Segundo a polícia, o autor dos disparos é Paulo Gustavo que estava na garupa da moto. Ele desembarcou e atirou pelo menos dez vezes contra a vítima, que acabou atingida na cabeça, tronco e em uma das pernas.
Dez estojos deflagrados de munição calibre nove milímetros foram recolhidos perto do corpo. Testemunhas e familiares presentes não souberam informar o motivo do homicídio ou a identidade dos suspeitos.
Dinâmica da prisão
Em nota, o Batalhão de Choque informou que os policiais militares localizaram a dupla no Miguel e Paulo Bairro Paulo Coelho Machado no Bairro Paulo Coelho. Com os dois, os agentes apreenderam a moto Honda Twister, uma pistola Sarsilmaz CM9 nove milímetros, um carregador e 14 munições.
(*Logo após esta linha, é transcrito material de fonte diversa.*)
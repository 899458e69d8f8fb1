//! HNSW search: single-layer best-first search and multi-layer KNN.

use crate::hnsw::distance::l2_sq;
use crate::hnsw::graph::HnswGraph;
use ordered_float::OrderedFloat;
use std::collections::BinaryHeap;

/// Epoch-tagged visited marker. A `clear` bumps the epoch instead of zeroing
/// the array; a slot counts as visited only if it carries the current epoch.
#[derive(Debug)]
pub(crate) struct VisitedSet {
    marks: Vec<u32>,
    epoch: u32,
}

impl VisitedSet {
    pub(crate) fn new(capacity: usize) -> Self {
        Self {
            marks: vec![0; capacity],
            epoch: 1,
        }
    }

    pub(crate) fn clear(&mut self) {
        if self.epoch == u32::MAX {
            self.marks.fill(0);
            self.epoch = 1;
        } else {
            self.epoch += 1;
        }
    }

    /// Marks `id`; returns `true` if it was not already marked this epoch.
    #[inline]
    pub(crate) fn mark(&mut self, id: u32) -> bool {
        let slot = &mut self.marks[id as usize];
        if *slot == self.epoch {
            false
        } else {
            *slot = self.epoch;
            true
        }
    }
}

/// Min-heap entry ordered by distance (stored negated for BinaryHeap's
/// max-heap semantics).
#[derive(PartialEq, Eq)]
struct Candidate {
    neg_distance: OrderedFloat<f32>,
    id: u32,
}

impl Ord for Candidate {
    fn cmp(&self, other: &Self) -> std::cmp::Ordering {
        self.neg_distance.cmp(&other.neg_distance)
    }
}

impl PartialOrd for Candidate {
    fn partial_cmp(&self, other: &Self) -> Option<std::cmp::Ordering> {
        Some(self.cmp(other))
    }
}

/// Max-heap entry for the running result set, so the worst result pops first.
#[derive(PartialEq, Eq)]
struct ResultEntry {
    distance: OrderedFloat<f32>,
    id: u32,
}

impl Ord for ResultEntry {
    fn cmp(&self, other: &Self) -> std::cmp::Ordering {
        self.distance.cmp(&other.distance)
    }
}

impl PartialOrd for ResultEntry {
    fn partial_cmp(&self, other: &Self) -> Option<std::cmp::Ordering> {
        Some(self.cmp(other))
    }
}

/// Best-first search of a single layer.
///
/// Returns up to `ef` live nodes closest to `query`, ascending by distance.
/// Soft-deleted nodes are traversed for navigation but excluded from results.
pub(crate) fn search_layer(
    graph: &HnswGraph,
    query: &[f32],
    entry_points: &[u32],
    ef: usize,
    layer: usize,
    visited: &mut VisitedSet,
) -> Vec<(f32, u32)> {
    visited.clear();
    let mut candidates: BinaryHeap<Candidate> = BinaryHeap::with_capacity(ef * 2);
    let mut results: BinaryHeap<ResultEntry> = BinaryHeap::with_capacity(ef + 1);
    let mut worst = f32::MAX;

    for &ep in entry_points {
        if !visited.mark(ep) {
            continue;
        }
        let dist = l2_sq(query, graph.vector(ep));
        candidates.push(Candidate {
            neg_distance: OrderedFloat(-dist),
            id: ep,
        });
        if !graph.is_deleted(ep) {
            results.push(ResultEntry {
                distance: OrderedFloat(dist),
                id: ep,
            });
            if results.len() >= ef {
                worst = results.peek().map_or(f32::MAX, |r| r.distance.0);
            }
        }
    }

    while let Some(candidate) = candidates.pop() {
        let c_dist = -candidate.neg_distance.0;
        if results.len() >= ef && c_dist > worst {
            break;
        }

        let node = candidate.id as usize;
        if layer >= graph.neighbors[node].len() {
            continue;
        }
        for &neighbor in &graph.neighbors[node][layer] {
            if !visited.mark(neighbor) {
                continue;
            }
            let dist = l2_sq(query, graph.vector(neighbor));
            if results.len() < ef || dist < worst {
                candidates.push(Candidate {
                    neg_distance: OrderedFloat(-dist),
                    id: neighbor,
                });
                if !graph.is_deleted(neighbor) {
                    results.push(ResultEntry {
                        distance: OrderedFloat(dist),
                        id: neighbor,
                    });
                    if results.len() > ef {
                        results.pop();
                    }
                    worst = results.peek().map_or(f32::MAX, |r| r.distance.0);
                }
            }
        }
    }

    results
        .into_sorted_vec()
        .into_iter()
        .map(|r| (r.distance.0, r.id))
        .collect()
}

/// Multi-layer KNN search.
///
/// Returns up to `k` live nodes, ascending by distance with ties broken by
/// node id ascending. Approximate: recall depends on `ef_search`.
pub fn knn(graph: &HnswGraph, query: &[f32], k: usize) -> Vec<(f32, u32)> {
    let entry_point = match graph.entry_point {
        Some(ep) => ep,
        None => return Vec::new(),
    };

    let mut visited = VisitedSet::new(graph.node_count() as usize);
    let mut current = entry_point;

    // Greedy descent with ef=1 down to layer 1
    for layer in (1..=graph.max_level).rev() {
        let found = search_layer(
            graph,
            query,
            std::slice::from_ref(&current),
            1,
            layer,
            &mut visited,
        );
        if let Some(&(_, nearest)) = found.first() {
            current = nearest;
        }
    }

    // Wide search at layer 0
    let ef = graph.config.ef_search.max(k);
    let mut results = search_layer(
        graph,
        query,
        std::slice::from_ref(&current),
        ef,
        0,
        &mut visited,
    );

    results.sort_unstable_by(|a, b| {
        a.0.partial_cmp(&b.0)
            .unwrap_or(std::cmp::Ordering::Equal)
            .then(a.1.cmp(&b.1))
    });
    results.truncate(k);
    results
}

#[cfg(test)]
mod tests {
    use super::*;

    fn axis_graph() -> HnswGraph {
        let mut g = HnswGraph::with_default_config(3);
        g.insert(&[1.0, 0.0, 0.0]);
        g.insert(&[0.0, 1.0, 0.0]);
        g.insert(&[0.0, 0.0, 1.0]);
        g
    }

    #[test]
    fn empty_graph_returns_nothing() {
        let g = HnswGraph::with_default_config(3);
        assert!(knn(&g, &[1.0, 0.0, 0.0], 5).is_empty());
    }

    #[test]
    fn nearest_first_ordering() {
        let g = axis_graph();
        let results = knn(&g, &[0.9, 0.1, 0.0], 3);
        assert_eq!(results.len(), 3);
        assert_eq!(results[0].1, 0);
        assert_eq!(results[1].1, 1);
        for pair in results.windows(2) {
            assert!(pair[0].0 <= pair[1].0, "distances must be non-decreasing");
        }
    }

    #[test]
    fn k_caps_result_count() {
        let g = axis_graph();
        assert_eq!(knn(&g, &[0.9, 0.1, 0.0], 2).len(), 2);
        assert_eq!(knn(&g, &[0.9, 0.1, 0.0], 10).len(), 3);
    }

    #[test]
    fn deleted_nodes_excluded() {
        let mut g = axis_graph();
        g.mark_deleted(0);
        let results = knn(&g, &[1.0, 0.0, 0.0], 3);
        assert_eq!(results.len(), 2);
        assert!(results.iter().all(|&(_, id)| id != 0));
    }

    #[test]
    fn equidistant_ties_break_by_id() {
        let mut g = HnswGraph::with_default_config(2);
        g.insert(&[1.0, 0.0]);
        g.insert(&[-1.0, 0.0]);
        g.insert(&[0.0, 1.0]);
        g.insert(&[0.0, -1.0]);
        let results = knn(&g, &[0.0, 0.0], 4);
        let ids: Vec<u32> = results.iter().map(|&(_, id)| id).collect();
        assert_eq!(ids, vec![0, 1, 2, 3]);
    }

    #[test]
    fn recall_on_clustered_data() {
        let mut g = HnswGraph::with_default_config(4);
        // Two well-separated clusters
        for i in 0..50 {
            let off = i as f32 * 0.001;
            g.insert(&[1.0 + off, 1.0, 0.0, 0.0]);
        }
        for i in 0..50 {
            let off = i as f32 * 0.001;
            g.insert(&[-1.0 - off, -1.0, 0.0, 0.0]);
        }
        let results = knn(&g, &[1.0, 1.0, 0.0, 0.0], 10);
        assert_eq!(results.len(), 10);
        assert!(
            results.iter().all(|&(_, id)| id < 50),
            "all hits must come from the near cluster"
        );
    }

    #[test]
    fn visited_set_epochs() {
        let mut vs = VisitedSet::new(8);
        assert!(vs.mark(3));
        assert!(!vs.mark(3));
        vs.clear();
        assert!(vs.mark(3));
    }
}
//! Global configuration constants for hybrid.db.
//!
//! All tuning parameters, input validation limits, and server defaults are
//! defined here. These are compile-time constants; runtime configuration is
//! handled via CLI arguments in the server's `main.rs`.

/// Default number of bidirectional links per HNSW node.
///
/// Higher values improve recall but increase memory and build time.
/// Typical range: 8–64.
pub const HNSW_DEFAULT_M: usize = 16;

/// Default ef parameter during HNSW index construction.
///
/// Controls the size of the dynamic candidate list during insertion.
pub const HNSW_DEFAULT_EF_CONSTRUCTION: usize = 200;

/// Default ef parameter during HNSW search.
///
/// Higher values improve recall at the cost of latency.
pub const HNSW_DEFAULT_EF_SEARCH: usize = 50;

/// Maximum number of layers in the HNSW graph.
pub const HNSW_DEFAULT_MAX_LAYERS: usize = 16;

/// Overfetch multiplier for hybrid queries.
///
/// The ANN index cannot filter by field, so a hybrid query retrieves
/// `HYBRID_OVERFETCH_FACTOR * k` candidates and intersects them with the
/// field-index match set afterwards. Raising this trades latency for recall
/// on selective filters.
pub const HYBRID_OVERFETCH_FACTOR: usize = 10;

/// Maximum number of write tasks queued before producers block.
pub const WRITE_QUEUE_CAPACITY: usize = 8_192;

/// Maximum tasks applied per worker batch before snapshotting.
pub const WRITE_BATCH_MAX: usize = 100;

/// Seconds the worker waits for new tasks before re-checking dirty tables.
pub const FLUSH_INTERVAL_SECS: u64 = 5;

/// Maximum allowed embedding dimension.
pub const MAX_DIMENSION: usize = 4096;

/// Maximum number of results (`topK`) per search request.
pub const MAX_K: usize = 10_000;

/// Maximum length of a table name in characters.
pub const MAX_TABLE_NAME_LEN: usize = 128;

/// Maximum number of fields per record.
pub const MAX_FIELDS_PER_RECORD: usize = 64;

/// Default HTTP bind address.
pub const DEFAULT_BIND_ADDR: &str = "0.0.0.0:8080";

/// Default directory for table snapshots.
pub const DEFAULT_DATA_DIR: &str = "./data";

/// Per-request timeout in seconds.
pub const REQUEST_TIMEOUT_SECS: u64 = 30;

/// Maximum HTTP request body size in bytes (10 MB).
pub const MAX_REQUEST_BODY_BYTES: usize = 10 * 1024 * 1024;

/// Maximum number of concurrent in-flight requests.
pub const MAX_CONCURRENT_REQUESTS: usize = 512;
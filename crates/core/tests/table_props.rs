//! Property-based tests over randomized operation sequences.
//!
//! A shadow model (plain maps) tracks what the table should contain; after
//! each generated sequence the table must agree with the model, satisfy its
//! structural invariants, and survive a snapshot round-trip unchanged.

use hybriddb_core::storage::{load_table, save_table};
use hybriddb_core::Table;
use proptest::prelude::*;
use proptest::test_runner::TestCaseError;
use std::collections::{HashMap, HashSet};

const DIM: usize = 4;

#[derive(Debug, Clone)]
enum Op {
    Upsert { id: u8, value: u8, seed: u8 },
    Delete { id: u8 },
}

fn op_strategy() -> impl Strategy<Value = Op> {
    prop_oneof![
        3 => (0u8..12, 0u8..4, any::<u8>()).prop_map(|(id, value, seed)| Op::Upsert {
            id,
            value,
            seed
        }),
        1 => (0u8..12).prop_map(|id| Op::Delete { id }),
    ]
}

fn record_id(id: u8) -> String {
    format!("r{id}")
}

fn fields_for(value: u8) -> HashMap<String, String> {
    let mut fields = HashMap::new();
    fields.insert("group".to_string(), format!("g{value}"));
    fields
}

fn embedding_for(id: u8, seed: u8) -> Vec<f32> {
    (0..DIM)
        .map(|j| ((id as usize * 31 + seed as usize * 7 + j * 13) % 97) as f32 / 97.0)
        .collect()
}

fn l2_sq(a: &[f32], b: &[f32]) -> f32 {
    a.iter().zip(b.iter()).map(|(x, y)| (x - y) * (x - y)).sum()
}

/// Applies ops to both the table and a shadow model, tracking retired labels.
fn run_ops(ops: &[Op]) -> (Table, HashMap<String, HashMap<String, String>>, HashSet<u64>) {
    let mut table = Table::new("props");
    let mut model: HashMap<String, HashMap<String, String>> = HashMap::new();
    let mut labels: HashMap<String, u64> = HashMap::new();
    let mut retired: HashSet<u64> = HashSet::new();

    for op in ops {
        match op {
            Op::Upsert { id, value, seed } => {
                let rid = record_id(*id);
                let fields = fields_for(*value);
                table
                    .upsert(&rid, fields.clone(), embedding_for(*id, *seed))
                    .expect("upsert with fixed dim never fails");
                let label = table.get(&rid).expect("record just upserted").label;
                if let Some(&previous) = labels.get(&rid) {
                    assert_eq!(previous, label, "re-upsert must preserve the label");
                }
                labels.insert(rid.clone(), label);
                model.insert(rid, fields);
            }
            Op::Delete { id } => {
                let rid = record_id(*id);
                if let Some(label) = labels.remove(&rid) {
                    retired.insert(label);
                }
                table.delete(&rid);
                model.remove(&rid);
            }
        }
    }
    (table, model, retired)
}

proptest! {
    #![proptest_config(ProptestConfig::with_cases(64))]

    #[test]
    fn invariants_hold_after_any_sequence(ops in prop::collection::vec(op_strategy(), 1..60)) {
        let (table, model, retired) = run_ops(&ops);

        // Structural invariants: bijection, index coverage, dim uniformity
        table.validate().map_err(TestCaseError::fail)?;

        // Live set matches the model
        prop_assert_eq!(table.len(), model.len());
        for (rid, fields) in &model {
            let record = table.get(rid).expect("model record must be live");
            prop_assert_eq!(&record.fields, fields);
        }

        // Labels are never reissued: no live label is a retired one
        for rid in model.keys() {
            let label = table.get(rid).expect("live record").label;
            prop_assert!(!retired.contains(&label), "label {} was reissued", label);
            prop_assert!(label < table.next_label());
        }
    }

    #[test]
    fn field_index_is_sound(ops in prop::collection::vec(op_strategy(), 1..60)) {
        let (table, model, _) = run_ops(&ops);

        for value in 0u8..4 {
            let group = format!("g{value}");
            let mut expected: Vec<String> = model
                .iter()
                .filter(|(_, fields)| fields.get("group") == Some(&group))
                .map(|(rid, _)| rid.clone())
                .collect();
            expected.sort();
            let got = table.query_field("group", &group);
            // Sorted ascending and exactly the matching live records
            prop_assert_eq!(got, expected);
        }
    }

    #[test]
    fn embedding_results_are_live_and_nearest_first(
        ops in prop::collection::vec(op_strategy(), 1..60),
        qseed in any::<u8>(),
        k in 1usize..8,
    ) {
        let (table, _model, _) = run_ops(&ops);
        let query = embedding_for(qseed % 12, qseed);

        let hits = table.query_embedding(&query, k).expect("query dim matches");
        prop_assert!(hits.len() <= k);

        let mut previous = f32::NEG_INFINITY;
        for rid in &hits {
            let record = table.get(rid);
            prop_assert!(record.is_some(), "ANN returned dead id {}", rid);
            let dist = l2_sq(&query, &record.expect("checked above").embedding);
            prop_assert!(dist >= previous, "distances must be non-decreasing");
            previous = dist;
        }
    }

    #[test]
    fn snapshot_roundtrip_is_lossless(ops in prop::collection::vec(op_strategy(), 1..40)) {
        let (table, model, _) = run_ops(&ops);
        let dir = tempfile::TempDir::new().expect("temp dir");
        save_table(&table, dir.path()).expect("save");

        let loaded = load_table(&dir.path().join("props.json")).expect("load");
        loaded.validate().map_err(TestCaseError::fail)?;

        prop_assert_eq!(loaded.records(), table.records());
        prop_assert_eq!(loaded.next_label(), table.next_label());
        for value in 0u8..4 {
            let group = format!("g{value}");
            prop_assert_eq!(
                loaded.query_field("group", &group),
                table.query_field("group", &group)
            );
        }
        if !model.is_empty() {
            let query = embedding_for(3, 17);
            prop_assert_eq!(
                loaded.query_embedding(&query, 5).expect("query"),
                table.query_embedding(&query, 5).expect("query")
            );
        }
    }

    #[test]
    fn upsert_is_idempotent(id in 0u8..12, value in 0u8..4, seed in any::<u8>()) {
        let mut once = Table::new("once");
        let mut twice = Table::new("twice");
        once.upsert(&record_id(id), fields_for(value), embedding_for(id, seed))
            .expect("upsert");
        twice
            .upsert(&record_id(id), fields_for(value), embedding_for(id, seed))
            .expect("upsert");
        twice
            .upsert(&record_id(id), fields_for(value), embedding_for(id, seed))
            .expect("upsert");

        prop_assert_eq!(once.records(), twice.records());
        prop_assert_eq!(once.next_label(), twice.next_label());
        let group = format!("g{value}");
        prop_assert_eq!(
            once.query_field("group", &group),
            twice.query_field("group", &group)
        );
        let query = embedding_for(id, seed);
        prop_assert_eq!(
            once.query_embedding(&query, 3).expect("query"),
            twice.query_embedding(&query, 3).expect("query")
        );
    }
}
//! Storage layer: snapshot persistence for tables.
//!
//! Each table persists as a pair: a JSON data file (`<name>.json`, records
//! keyed by id) and a binary ANN index sidecar (`<name>.index`). Writes are
//! atomic (temp file + rename); a crash mid-write leaves the previous
//! snapshot intact.

/// Snapshot save/load with atomic writes.
pub mod persistence;

pub use persistence::{load_all_tables, load_table, save_table};
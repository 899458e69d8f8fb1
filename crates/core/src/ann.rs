//! ANN index contract and the HNSW-backed implementation.
//!
//! A table talks to its vector index only through [`AnnIndex`]: integer
//! labels in, integer labels out. The single production implementation,
//! [`HnswAnnIndex`], owns the label↔graph-node table so that a re-add under
//! an existing label behaves as an update (the old graph node is tombstoned
//! and the label rebound to the new node).

use crate::error::{EngineError, Result};
use crate::hnsw::{knn, HnswConfig, HnswGraph};
use serde::{Deserialize, Serialize};
use std::collections::HashMap;
use std::fs;
use std::io;
use std::path::Path;

/// Magic bytes preceding the CRC32 footer of an index sidecar.
const SIDECAR_CRC_MAGIC: &[u8; 4] = b"HIX1";

/// Contract an ANN backend must honor.
///
/// Search is approximate; exactness is never promised. Results are ordered by
/// ascending L2 distance with ties broken by label ascending, and never
/// include soft-deleted labels.
pub trait AnnIndex: Send + Sync {
    /// Fixed vector dimension of the index.
    fn dimension(&self) -> usize;

    /// Insert `vector` under `label`. Re-adding a live label replaces its
    /// vector (update semantics); the label keeps working in searches.
    fn add(&mut self, vector: &[f32], label: u64) -> Result<()>;

    /// Soft-delete a label. Idempotent; unknown labels are a no-op.
    fn mark_deleted(&mut self, label: u64);

    /// Up to `k` labels nearest to `query`, ascending distance.
    fn search(&self, query: &[f32], k: usize) -> Vec<u64>;

    /// Returns `true` if `label` is present and not soft-deleted.
    fn contains(&self, label: u64) -> bool;

    /// Number of live labels.
    fn live_count(&self) -> usize;

    /// Highest label ever added, tombstoned ones included. `None` when the
    /// index has never held a label. The table's label allocator floor after
    /// a reload.
    fn max_label(&self) -> Option<u64>;

    /// Persist the full index state to `path` (atomic temp-file + rename).
    fn save(&self, path: &Path) -> io::Result<()>;
}

/// On-disk payload of the sidecar: the graph plus the node→label column.
/// `label_to_node` is derived, so it is rebuilt on load rather than stored.
#[derive(Deserialize)]
struct SidecarState {
    graph: HnswGraph,
    node_labels: Vec<u64>,
}

/// Borrowed view of [`SidecarState`] for serialization without cloning.
#[derive(Serialize)]
struct SidecarStateRef<'a> {
    graph: &'a HnswGraph,
    node_labels: &'a [u64],
}

/// HNSW-backed ANN index keyed by caller-assigned u64 labels.
pub struct HnswAnnIndex {
    graph: HnswGraph,
    /// Graph node id → label (parallel to the graph's node arrays).
    node_labels: Vec<u64>,
    /// Label → live graph node. Tombstoned nodes are absent.
    label_to_node: HashMap<u64, u32>,
}

impl HnswAnnIndex {
    /// Creates an empty index over ℝ^dim with default HNSW parameters.
    pub fn new(dimension: usize) -> Self {
        Self::with_config(dimension, HnswConfig::default())
    }

    /// Creates an empty index with explicit HNSW parameters.
    pub fn with_config(dimension: usize, config: HnswConfig) -> Self {
        Self {
            graph: HnswGraph::new(dimension, config),
            node_labels: Vec::new(),
            label_to_node: HashMap::new(),
        }
    }

    /// Loads a sidecar written by [`AnnIndex::save`], verifying the CRC32
    /// footer and that the stored dimension matches `dimension`.
    pub fn load(path: &Path, dimension: usize) -> Result<Self> {
        let state = read_sidecar(path)?;
        if state.graph.dimension() != dimension {
            return Err(EngineError::Corrupt(format!(
                "index sidecar dimension {} != table dimension {}",
                state.graph.dimension(),
                dimension
            )));
        }
        if state.node_labels.len() != state.graph.node_count() as usize {
            return Err(EngineError::Corrupt(format!(
                "index sidecar label column length {} != node count {}",
                state.node_labels.len(),
                state.graph.node_count()
            )));
        }

        // Rebind labels to their live nodes. Re-adds append, so for a label
        // bound more than once the later (live) node wins.
        let mut label_to_node = HashMap::new();
        for (node, &label) in state.node_labels.iter().enumerate() {
            if !state.graph.is_deleted(node as u32) {
                label_to_node.insert(label, node as u32);
            }
        }

        tracing::debug!(
            path = %path.display(),
            nodes = state.graph.node_count(),
            live = state.graph.live_count(),
            "loaded ANN index sidecar"
        );

        Ok(Self {
            graph: state.graph,
            node_labels: state.node_labels,
            label_to_node,
        })
    }
}

/// Decode and CRC-check a sidecar without constraining its dimension.
fn read_sidecar(path: &Path) -> Result<SidecarState> {
    let raw = fs::read(path)?;
    if raw.len() < 8 || &raw[raw.len() - 8..raw.len() - 4] != SIDECAR_CRC_MAGIC {
        return Err(EngineError::Corrupt(format!(
            "index sidecar {} has no CRC footer",
            path.display()
        )));
    }
    let payload = &raw[..raw.len() - 8];
    let stored_crc = u32::from_be_bytes([
        raw[raw.len() - 4],
        raw[raw.len() - 3],
        raw[raw.len() - 2],
        raw[raw.len() - 1],
    ]);
    let computed_crc = crc32fast::hash(payload);
    if computed_crc != stored_crc {
        return Err(EngineError::Corrupt(format!(
            "index sidecar CRC32 mismatch: expected {stored_crc:#010x}, got {computed_crc:#010x}"
        )));
    }
    bincode::deserialize(payload)
        .map_err(|e| EngineError::Corrupt(format!("index sidecar decode failed: {e}")))
}

/// Highest label a sidecar retains, tombstoned entries included.
///
/// Lets a table whose records were all deleted recover its label allocator
/// floor from the surviving sidecar without attaching the index.
pub fn max_persisted_label(path: &Path) -> Result<Option<u64>> {
    let state = read_sidecar(path)?;
    Ok(state.node_labels.iter().copied().max())
}

impl AnnIndex for HnswAnnIndex {
    fn dimension(&self) -> usize {
        self.graph.dimension()
    }

    fn add(&mut self, vector: &[f32], label: u64) -> Result<()> {
        if vector.len() != self.graph.dimension() {
            return Err(EngineError::DimMismatch {
                expected: self.graph.dimension(),
                got: vector.len(),
            });
        }
        // Update semantics: tombstone the previous node bound to this label
        if let Some(old_node) = self.label_to_node.remove(&label) {
            self.graph.mark_deleted(old_node);
        }
        let node = self.graph.insert(vector);
        self.node_labels.push(label);
        self.label_to_node.insert(label, node);
        Ok(())
    }

    fn mark_deleted(&mut self, label: u64) {
        if let Some(node) = self.label_to_node.remove(&label) {
            self.graph.mark_deleted(node);
        }
    }

    fn search(&self, query: &[f32], k: usize) -> Vec<u64> {
        let mut hits: Vec<(f32, u64)> = knn(&self.graph, query, k)
            .into_iter()
            .map(|(dist, node)| (dist, self.node_labels[node as usize]))
            .collect();
        hits.sort_by(|a, b| {
            a.0.partial_cmp(&b.0)
                .unwrap_or(std::cmp::Ordering::Equal)
                .then(a.1.cmp(&b.1))
        });
        hits.into_iter().map(|(_, label)| label).collect()
    }

    fn contains(&self, label: u64) -> bool {
        self.label_to_node.contains_key(&label)
    }

    fn live_count(&self) -> usize {
        self.label_to_node.len()
    }

    fn max_label(&self) -> Option<u64> {
        self.node_labels.iter().copied().max()
    }

    fn save(&self, path: &Path) -> io::Result<()> {
        let state = SidecarStateRef {
            graph: &self.graph,
            node_labels: &self.node_labels,
        };
        let bytes = bincode::serialize(&state).map_err(|e| io::Error::other(e.to_string()))?;
        let crc = crc32fast::hash(&bytes);
        let mut out = Vec::with_capacity(bytes.len() + 8);
        out.extend_from_slice(&bytes);
        out.extend_from_slice(SIDECAR_CRC_MAGIC);
        out.extend_from_slice(&crc.to_be_bytes());

        let tmp = path.with_extension("index.tmp");
        fs::write(&tmp, &out)?;
        fs::rename(&tmp, path)?;
        Ok(())
    }
}
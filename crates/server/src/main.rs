use clap::Parser;
use hybriddb_core::{config, Engine, EngineConfig};
use hybriddb_server::api::create_router;
use hybriddb_server::api::handlers::AppState;
use std::path::PathBuf;
use std::sync::Arc;
use std::time::{Duration, Instant};
use tracing_subscriber::EnvFilter;

#[derive(Parser)]
#[command(name = "hybrid-db", about = "In-process hybrid database server")]
struct Args {
    /// Address to listen on
    #[arg(short, long, default_value = config::DEFAULT_BIND_ADDR)]
    bind: String,

    /// Data directory for table snapshots
    #[arg(short, long, default_value = config::DEFAULT_DATA_DIR)]
    data_dir: String,

    /// Seconds the write worker waits between flush cycles
    #[arg(long, default_value_t = config::FLUSH_INTERVAL_SECS)]
    flush_interval: u64,

    /// Write queue capacity
    #[arg(long, default_value_t = config::WRITE_QUEUE_CAPACITY)]
    queue_capacity: usize,
}

#[tokio::main]
async fn main() -> Result<(), Box<dyn std::error::Error>> {
    tracing_subscriber::fmt()
        .with_env_filter(
            EnvFilter::from_default_env()
                .add_directive(
                    "hybriddb_server=info"
                        .parse()
                        .expect("valid directive literal"),
                )
                .add_directive(
                    "hybriddb_core=info"
                        .parse()
                        .expect("valid directive literal"),
                ),
        )
        .init();

    let args = Args::parse();

    let data_path = std::path::Path::new(&args.data_dir);
    if data_path.exists() && !data_path.is_dir() {
        eprintln!(
            "Error: data_dir '{}' exists but is not a directory",
            args.data_dir
        );
        std::process::exit(1);
    }

    let engine = Engine::open(EngineConfig {
        data_dir: PathBuf::from(&args.data_dir),
        queue_capacity: args.queue_capacity,
        flush_interval: Duration::from_secs(args.flush_interval.max(1)),
        ..EngineConfig::default()
    })
    .unwrap_or_else(|e| {
        eprintln!("Error: failed to open engine at '{}': {}", args.data_dir, e);
        std::process::exit(1);
    });
    let engine = Arc::new(engine);

    let state = AppState {
        engine: Arc::clone(&engine),
        start_time: Instant::now(),
    };
    let app = create_router(state);

    // A bind failure propagates out of main as a non-zero exit
    let listener = tokio::net::TcpListener::bind(&args.bind).await?;
    tracing::info!(
        version = env!("CARGO_PKG_VERSION"),
        bind = %args.bind,
        data_dir = %args.data_dir,
        tables = engine.table_stats().len(),
        "hybrid.db ready"
    );

    axum::serve(listener, app)
        .with_graceful_shutdown(wait_for_signal())
        .await?;

    tracing::info!("all requests drained, flushing pending writes");
    let flush_engine = Arc::clone(&engine);
    tokio::task::spawn_blocking(move || flush_engine.flush()).await?;
    drop(engine);
    tracing::info!("shutdown complete");

    Ok(())
}

async fn wait_for_signal() {
    let ctrl_c = async {
        if let Err(e) = tokio::signal::ctrl_c().await {
            tracing::error!("Failed to install Ctrl+C handler: {}", e);
        }
    };

    #[cfg(unix)]
    let terminate = async {
        match tokio::signal::unix::signal(tokio::signal::unix::SignalKind::terminate()) {
            Ok(mut sig) => {
                sig.recv().await;
            }
            Err(e) => {
                tracing::error!("Failed to install SIGTERM handler: {}", e);
            }
        }
    };

    #[cfg(not(unix))]
    let terminate = std::future::pending::<()>();

    tokio::select! {
        _ = ctrl_c => tracing::info!("Received SIGINT"),
        _ = terminate => tracing::info!("Received SIGTERM"),
    }

    tracing::info!("Shutting down gracefully, draining in-flight requests...");
}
A equipe recebeu informações sobre a autoria do homicídio ocorrido no Jardim Noroeste e, durante as diligências, identificou um dos possíveis envolvidos.
No decorrer das buscas, os PMs localizaram a motocicleta utilizada no crime, ocupada por dois indivíduos. A equipe tentou fazer a abordagem, mas a ordem não foi obedecida, iniciando perseguição.
Após algumas quadras, o condutor perdeu o controle da moto e os dois caíram. Durante a fuga, os policiais viram o passageiro arremessando a pistola.
Paulo Gustavo confessou o homicídio, enquanto Miguel afirmou não ter participado do crime, relatando que havia sido chamado apenas para conduzir o veículo, que possuía registro de furto.
A PC (Polícia Civil) ainda investiga a motivação do crime.